The new king set up a new Privy Council and the great English cake of rewards and places was sliced up between royalists and their friends; but Charles took some care to see that experienced men and those from wealthy or noble families were recruited to office whatever they had done in the wars against his father. Those who had been party to the trial and execution of his father only lost their places of power and were fined, if they fled England.
‘I think he’ll release John Lambert,’ Frances said, bent over a newspaper spread out on the kitchen table. ‘It says here that the House of Lords seeks his death but the House of Commons wants him reprieved.’
‘Will he be free?’ Hester asked, looking up from shelling peas.
Frances shook her head. ‘It doesn’t say. But if I was Charles Stuart I don’t think I’d want Lord Lambert at the head of a regiment again.’
A month after the king was restored to the throne Elias Ashmole asked and got the place of a Windsor Herald. He came to visit the Ark wearing his new regalia, to suggest that John should publish a new edition of the catalogue.
‘It should be dedicated to His Majesty,’ Elias urged John as they sat on the terrace in the sunshine and looked over the garden which was in full summer bloom. ‘Think, if he were to come to visit! His father did, didn’t he?’

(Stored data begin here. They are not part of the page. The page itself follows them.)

use anyhow::{Context, Result};
use async_trait::async_trait;
use aws_sdk_iam::{types::PolicyScopeType, Client};

use crate::store::{IdentityAdmin, PolicyInfo, RoleInfo};

#[derive(Clone)]
pub struct IamAdmin {
    client: Client,
}

impl IamAdmin {
    pub fn new(client: Client) -> Self {
        Self { client }
    }
}

#[async_trait]
impl IdentityAdmin for IamAdmin {
    async fn find_role(&self, name: &str) -> Result<Option<RoleInfo>> {
        let mut marker: Option<String> = None;

        loop {
            let page = self
                .client
                .list_roles()
                .set_marker(marker.take())
                .send()
                .await
                .context("Failed to list roles")?;

            if let Some(role) = page.roles().iter().find(|role| role.role_name() == name) {
                return Ok(Some(RoleInfo {
                    name: role.role_name().to_string(),
                    arn: role.arn().to_string(),
                }));
            }

            match page.marker() {
                Some(next) if page.is_truncated() => marker = Some(next.to_string()),
                _ => return Ok(None),
            }
        }
    }

    async fn create_role(&self, name: &str, trust_policy: &str) -> Result<RoleInfo> {
        tracing::debug!("IAM CREATE ROLE: role={}", name);

        let output = self
            .client
            .create_role()
            .role_name(name)
            .assume_role_policy_document(trust_policy)
            .send()
            .await
            .with_context(|| format!("Failed to create role {name}"))?;

        let role = output
            .role()
            .with_context(|| format!("Role {name} missing from create response"))?;

        Ok(RoleInfo {
            name: role.role_name().to_string(),
            arn: role.arn().to_string(),
        })
    }

    async fn role_exists(&self, name: &str) -> Result<bool> {
        match self.client.get_role().role_name(name).send().await {
            Ok(_) => Ok(true),
            Err(e)
                if e
                    .as_service_error()
                    .is_some_and(|err| err.is_no_such_entity_exception()) =>
            {
                Ok(false)
            }
            Err(e) => Err(e).with_context(|| format!("Failed to read role {name}")),
        }
    }

    async fn find_policy(&self, name: &str) -> Result<Option<PolicyInfo>> {
        let mut marker: Option<String> = None;

        loop {
            // Customer managed policies only; the AWS managed set is large
            let page = self
                .client
                .list_policies()
                .scope(PolicyScopeType::Local)
                .set_marker(marker.take())
                .send()
                .await
                .context("Failed to list policies")?;

            let found = page
                .policies()
                .iter()
                .find(|policy| policy.policy_name() == Some(name));

            if let Some(policy) = found {
                return Ok(Some(PolicyInfo {
                    name: name.to_string(),
                    arn: policy
                        .arn()
                        .with_context(|| format!("Policy {name} has no ARN"))?
                        .to_string(),
                }));
            }

            match page.marker() {
                Some(next) if page.is_truncated() => marker = Some(next.to_string()),
                _ => return Ok(None),
            }
        }
    }

    async fn create_policy(&self, name: &str, document: &str) -> Result<PolicyInfo> {
        tracing::debug!("IAM CREATE POLICY: policy={}", name);

        let output = self
            .client
            .create_policy()
            .policy_name(name)
            .policy_document(document)
            .send()
            .await
            .with_context(|| format!("Failed to create policy {name}"))?;

        let arn = output
            .policy()
            .and_then(|policy| policy.arn())
            .with_context(|| format!("Policy {name} missing from create response"))?;

        Ok(PolicyInfo {
            name: name.to_string(),
            arn: arn.to_string(),
        })
    }

    async fn policy_exists(&self, arn: &str) -> Result<bool> {
        match self.client.get_policy().policy_arn(arn).send().await {
            Ok(_) => Ok(true),
            Err(e)
                if e
                    .as_service_error()
                    .is_some_and(|err| err.is_no_such_entity_exception()) =>
            {
                Ok(false)
            }
            Err(e) => Err(e).with_context(|| format!("Failed to read policy {arn}")),
        }
    }

    async fn attached_policies(&self, role: &str) -> Result<Vec<String>> {
        let mut arns = Vec::new();
        let mut marker: Option<String> = None;

        loop {
            let page = self
                .client
                .list_attached_role_policies()
                .role_name(role)
                .set_marker(marker.take())
                .send()
                .await
                .with_context(|| format!("Failed to list policies attached to {role}"))?;

            arns.extend(
                page.attached_policies()
                    .iter()
                    .filter_map(|policy| policy.policy_arn().map(str::to_string)),
            );

            match page.marker() {
                Some(next) if page.is_truncated() => marker = Some(next.to_string()),
                _ => return Ok(arns),
            }
        }
    }

    async fn attach_role_policy(&self, role: &str, policy_arn: &str) -> Result<()> {
        tracing::debug!("IAM ATTACH: role={}, policy={}", role, policy_arn);

        self.client
            .attach_role_policy()
            .role_name(role)
            .policy_arn(policy_arn)
            .send()
            .await
            .with_context(|| format!("Failed to attach {policy_arn} to {role}"))?;
        Ok(())
    }
}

‘Yes,’ John said. ‘With the queen.’
‘I hear she’s coming from France in the autumn,’ Ashmole said enthusiastically. ‘We should have a new edition published by then. I??
?ll pay for it, if you wish. I have some money put by.’
‘I can pay!’ John said, nettled. ‘I’ll compose a dedication.’
‘I have one already,’ Elias said and produced from the deep pocket of his coat a folded manuscript. ‘Here.’
John spread the paper on the table.
To the sacred majesty of Charles the II
John Tradescant, His Majesties most obedient and most loyal
subject in all humility offereth these collections.
Frances, looking over John’s shoulder, let out a little gurgle of laughter. ‘I don’t know if you’re his most obedient subject,’ she remarked. ‘He surely has some servants that didn’t spend the wars as far away as they could get.’
John turned his laugh into a cough. ‘Frances, go about your business,’ he said sternly and turned to Elias. ‘I apologise.’
‘A flighty woman,’ Ashmole said disapprovingly. ‘But if there is any question about your loyalty then you cannot affirm it too loudly, you know, John.’
John nodded.
‘Fortunately you have the record of your son’s service,’ Elias remarked. ‘You could always say he died at Worcester. Or died here of his wounds.’
Hester, coming to the terrace with a tray and three glasses of madeira wine, checked at that and exchanged a shocked look with her husband.
‘We wouldn’t do that,’ John said briefly. He got to his feet and took the tray from Hester’s hands. ‘Look at this that Mr Ashmole has prepared for the printer for me. A new dedication for the front of the catalogue. Dedicated to His Majesty.’
She leaned over the table and read it carefully. To his surprise when she straightened up there were tears in her eyes.
‘Hester?’
She turned a little away from the table so Elias Ashmole could not see her face. John followed her.